Bits of entropy with 64K page size on BOOK3S_64:
bits of entropy = log2(DEFAULT_MAP_WINDOW_USER64 / PAGE_SIZE)
PAGE_SIZE=64K, DEFAULT_MAP_WINDOW_USER64=128TB
bits of entropy = log2(128TB / 64K)
bits of entropy = 31
The upper limit is DEFAULT_MAP_WINDOW due to how the Book3s64 Hash MMU
operates - by default the space above DEFAULT_MAP_WINDOW is not
available. Currently the Hash MMU does not use a temporary mm so
technically this upper limit isn't necessary; however, a larger
randomization range does not further "harden" this overall approach and
future work may introduce patching with a temporary mm on Hash as well.
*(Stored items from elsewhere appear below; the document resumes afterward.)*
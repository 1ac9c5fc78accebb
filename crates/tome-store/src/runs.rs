use chrono::Utc;
use serde::{Deserialize, Serialize};
use tracing::instrument;

use tome_core::ids::{CorrelationToken, JobId};
use tome_core::run::{PersistedRun, RunOutcome, RunResult};

use crate::database::Database;
use crate::error::StoreError;
use crate::row_helpers;

/// One finished run, as recorded in the run log.
#[derive(Clone, Debug, PartialEq, Serialize, Deserialize)]
pub struct RunRow {
    pub token: CorrelationToken,
    pub job_id: Option<JobId>,
    pub job_dir: String,
    pub outcome: RunOutcome,
    pub elapsed_secs: f64,
    pub successful_turns: usize,
    pub transcript_path: Option<String>,
    pub history_path: Option<String>,
    pub finished_at: String,
}

pub struct RunRepo {
    db: Database,
}

impl RunRepo {
    pub fn new(db: Database) -> Self {
        Self { db }
    }

    #[instrument(skip_all, fields(token = %result.token, outcome = result.outcome.as_str()))]
    pub fn record(&self, result: &RunResult, persisted: &PersistedRun) -> Result<RunRow, StoreError> {
        let row = RunRow {
            token: result.token.clone(),
            job_id: result.job_id,
            job_dir: result.job_dir.clone(),
            outcome: result.outcome,
            elapsed_secs: result.elapsed_secs,
            successful_turns: result.successful_turns,
            transcript_path: persisted
                .transcript_path
                .as_ref()
                .map(|p| p.display().to_string()),
            history_path: persisted
                .history_path
                .as_ref()
                .map(|p| p.display().to_string()),
            finished_at: Utc::now().to_rfc3339(),
        };

        self.db.with_conn(|conn| {
            conn.execute(
                "INSERT INTO runs (token, job_id, job_dir, outcome, elapsed_secs, successful_turns,
                                   transcript_path, history_path, finished_at)
                 VALUES (?1, ?2, ?3, ?4, ?5, ?6, ?7, ?8, ?9)",
                rusqlite::params![
                    row.token.as_str(),
                    row.job_id.map(JobId::get),
                    row.job_dir,
                    row.outcome.as_str(),
                    row.elapsed_secs,
                    row.successful_turns as i64,
                    row.transcript_path,
                    row.history_path,
                    row.finished_at,
                ],
            )?;
            Ok(())
        })?;
        Ok(row)
    }

    #[instrument(skip(self), fields(token = %token))]
    pub fn get(&self, token: &CorrelationToken) -> Result<RunRow, StoreError> {
        self.db.with_conn(|conn| {
            let mut stmt = conn.prepare(&format!("{SELECT_RUN} WHERE token = ?1"))?;
            let mut rows = stmt.query([token.as_str()])?;
            match rows.next()? {
                Some(row) => row_to_run(row),
                None => Err(StoreError::NotFound(format!("run {token}"))),
            }
        })
    }

    /// Runs of one job, newest first.
    #[instrument(skip(self), fields(job_id = %job_id))]
    pub fn list_for_job(&self, job_id: JobId) -> Result<Vec<RunRow>, StoreError> {
        self.db.with_conn(|conn| {
            let mut stmt = conn.prepare(&format!(
                "{SELECT_RUN} WHERE job_id = ?1 ORDER BY finished_at DESC, rowid DESC"
            ))?;
            let mut rows = stmt.query([job_id.get()])?;
            let mut runs = Vec::new();
            while let Some(row) = rows.next()? {
                runs.push(row_to_run(row)?);
            }
            Ok(runs)
        })
    }
}

const SELECT_RUN: &str = "SELECT token, job_id, job_dir, outcome, elapsed_secs, successful_turns,
                                 transcript_path, history_path, finished_at FROM runs";

fn row_to_run(row: &rusqlite::Row<'_>) -> Result<RunRow, StoreError> {
    let token: String = row_helpers::get(row, 0, "runs", "token")?;
    let job_id: Option<i64> = row_helpers::get(row, 1, "runs", "job_id")?;
    let outcome: String = row_helpers::get(row, 3, "runs", "outcome")?;
    let turns: i64 = row_helpers::get(row, 5, "runs", "successful_turns")?;
    Ok(RunRow {
        token: CorrelationToken::from_raw(token),
        job_id: job_id.map(JobId),
        job_dir: row_helpers::get(row, 2, "runs", "job_dir")?,
        outcome: row_helpers::parse_enum(&outcome, "runs", "outcome")?,
        elapsed_secs: row_helpers::get(row, 4, "runs", "elapsed_secs")?,
        successful_turns: usize::try_from(turns).unwrap_or_default(),
        transcript_path: row_helpers::get(row, 6, "runs", "transcript_path")?,
        history_path: row_helpers::get(row, 7, "runs", "history_path")?,
        finished_at: row_helpers::get(row, 8, "runs", "finished_at")?,
    })
}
Randomization occurs only once during initialization at boot for each
possible CPU in the system.
Introduce two new functions, map_patch() and unmap_patch(), to
respectively create and remove the temporary mapping with write
permissions at patching_addr. Map the page with PAGE_KERNEL to set
EAA[0] for the PTE which ignores the AMR (so no need to unlock/lock
KUAP) according to PowerISA v3.0b Figure 35 on Radix.
Based on x86 implementation:
commit 4fc19708b165
("x86/alternatives: Initialize temporary mm for patching")
and:
commit b3fd8e83ada0
("x86/alternatives: Use temporary mm for text poking")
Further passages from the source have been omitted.